A marketplace that can capture a majority of the marketshare in the US in the dog walking category will be minting money. Some of the back of the envelope calculations posted here easily show this.
Analogies from 1999 are no longer useful and haven't been for some time now. Just because Pets.com didn't succeed in 1999 doesn't mean Pets.com can't succeed today. Timing matters. Some of the early dot coms were just too early. The internet as a whole didn't have enough penetration for those kinds of businesses to work out the economics so early on.
Your perspective seems outdated.
Great outcome, and great example of what I was trying to convey in my post.
People still underestimate the headroom that the internet has to transform how we live and behave in the world. The last 20 years was really only the beginning.
I can get behind gig economy companies like Uber because transport is a HUGE industry and the taxi experience was generally not very good, but dogwalking? If I wanted my dog (assuming I had a dog) walking, I'd just google "dog walker near me" and pick some local person off google's local business listings that would charge me a lot less than a startup that's going to charge me through the nose for a much less personal service.
If you really want to know the answer, you have to do the work to get to it.
I'm not going to engage with emotional arguments filled with rhetoric like "all the single yuppies who feel bad leaving their dog locked in their $1m/yr closet apartment". It's just not a good use of my time, I'm sorry.
If you want to have a reasonable argument with rough numbers, calculation and analysis of customer behavior, then I'm game. If you just want to specifically convince yourself that walking dogs isn't worth the money that was invested, then it seems you've done a good job of it already and you're not really interested in having a balanced debate.
How big of a market do you think staying in a stranger's spare room is? Your answer a few years ago likely wouldn't have been more than $1 billion globally. AirBnB is a $30B company on the verge of going public.
The internet is not yet done transforming how we live and work. The world you live in 10 years from now will look very different. Economic priorities will look different. The way people behave will be different. And it will all happen faster than at any other point in history.

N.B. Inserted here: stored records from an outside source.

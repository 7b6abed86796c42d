//! # Hierarchy — Intrusive Parent/Child Trees
//!
//! Entities form trees through a [`Hierarchy`] component holding five
//! entity links, so a node's family is reachable without any side-table
//! lookups:
//!
//! ```text
//!                      ┌────────┐
//!                      │ parent │
//!                      └───▲────┘
//!                          │ parent
//!   ┌──────┐  prev   ┌─────┴────┐  next   ┌──────┐
//!   │ left │ ◀────── │   node   │ ──────▶ │ right│
//!   └──────┘         └─┬──────┬─┘         └──────┘
//!                first │      │ last
//!                      ▼      ▼
//!                   child₀ … childₙ
//! ```
//!
//! Nodes without a parent live in a synthetic root list owned by the
//! [`HierarchySystem`], so `roots` is a walk, not a scan.
//!
//! ## Auto-wiring
//!
//! The system subscribes to the `Hierarchy` pool's signals. Attaching the
//! component links the entity into the root list; removing it (or
//! destroying the entity) destroys the whole subtree below it. During the
//! cascade the system blocks its own destruction handler, collects the
//! subtree breadth-first, and destroys the victims in one sweep, so user
//! destruction listeners still fire per victim while the cascade itself
//! runs exactly once.
//!
//! ## Comparison
//!
//! - **EnTT**: the classic five-link layout from the EnTT wiki's
//!   hierarchy recipe, plus the signal-driven lifetime management its
//!   examples wire up by hand.
//! - **bevy_ecs**: `Parent`/`Children` components with a `Vec` per parent;
//!   simpler to read, but child insertion allocates and parent moves
//!   rewrite vectors on both ends.
//! - **hecs**: no built-in relationships; applications roll their own.

use std::cell::RefCell;
use std::collections::VecDeque;
use std::rc::Rc;

use log::debug;
use thiserror::Error;

use crate::entity::Entity;
use crate::registry::Registry;
use crate::signal::{Connection, Signal, Sink};

// ── Component ────────────────────────────────────────────────────────────────

/// Tree links for one entity.
///
/// All five links are plain entities with [`Entity::NULL`] marking "no
/// such relative". The fields are private: links are rewritten only by
/// the [`HierarchySystem`], since a stray write would corrupt the sibling
/// list invariants.
#[derive(Clone, Copy, Debug, Default, PartialEq, Eq)]
pub struct Hierarchy {
    parent: Entity,
    first: Entity,
    last: Entity,
    prev: Entity,
    next: Entity,
}

impl Hierarchy {
    /// An unlinked node. Attach it to an entity and the system roots it.
    pub const fn new() -> Self {
        Hierarchy {
            parent: Entity::NULL,
            first: Entity::NULL,
            last: Entity::NULL,
            prev: Entity::NULL,
            next: Entity::NULL,
        }
    }

    /// The owning parent, or [`Entity::NULL`] for a root.
    pub fn parent(&self) -> Entity {
        self.parent
    }

    /// The first child in sibling order, or [`Entity::NULL`] for a leaf.
    pub fn first_child(&self) -> Entity {
        self.first
    }

    /// The last child in sibling order, or [`Entity::NULL`] for a leaf.
    pub fn last_child(&self) -> Entity {
        self.last
    }

    /// The previous sibling, or [`Entity::NULL`] at the front.
    pub fn prev_sibling(&self) -> Entity {
        self.prev
    }

    /// The next sibling, or [`Entity::NULL`] at the back.
    pub fn next_sibling(&self) -> Entity {
        self.next
    }
}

There are around 80 million pet dogs in the United States. Let's say the success case for one of these companies is to capture 10% of that market -- 8 million dogs in need of walking every day or two or three. Let's say they can take in $5/month in revenue from 10-30 walks (it's probably more than this).
That's almost half a billion in revenue per year.
Although 10% may, ultimately, be a good estimate, it's a bit misleading to equate all owned dogs to the whole "market".
At the very least, you'd want to exclude rural dogs, who, presumably, have plenty of outdoor access. Probably pro-rating this for some definitions of "suburban" would make sense, too.
I'm not sure how multi-dog households would work in terms of pricing for a dog-walking service, if an owner wanted them all walked at once, but it seems better to count dog-owning households rather than dogs.
Most importantly (and this could obviate the need for any of the other filtering), the real market is only those owners who can afford to pay $20-$30 for a walk. Of those 80 million dogs, how many are owned by people who can afford an extra $2k-$11k/yr on top of basic pet care expenses (<$1k/yr)?
> Let's say the success case for one of these companies is to capture 10% of that market
> That's almost half a billion in revenue[1] per year.
[1] Not profit
$600M in VC money is $2/US citizen. If half of households have a dog, that's ~$8/dog-house. If 10% of them want a dog-walker (the biggest "if"), that's ~$80/customer. At $30/walk, $600M in investment doesn't seem entirely crazy.
You need to divide $600M by the 7 million households that own dogs in that area. That's $80 per potential customer. And you need to convert and not churn all 7 million.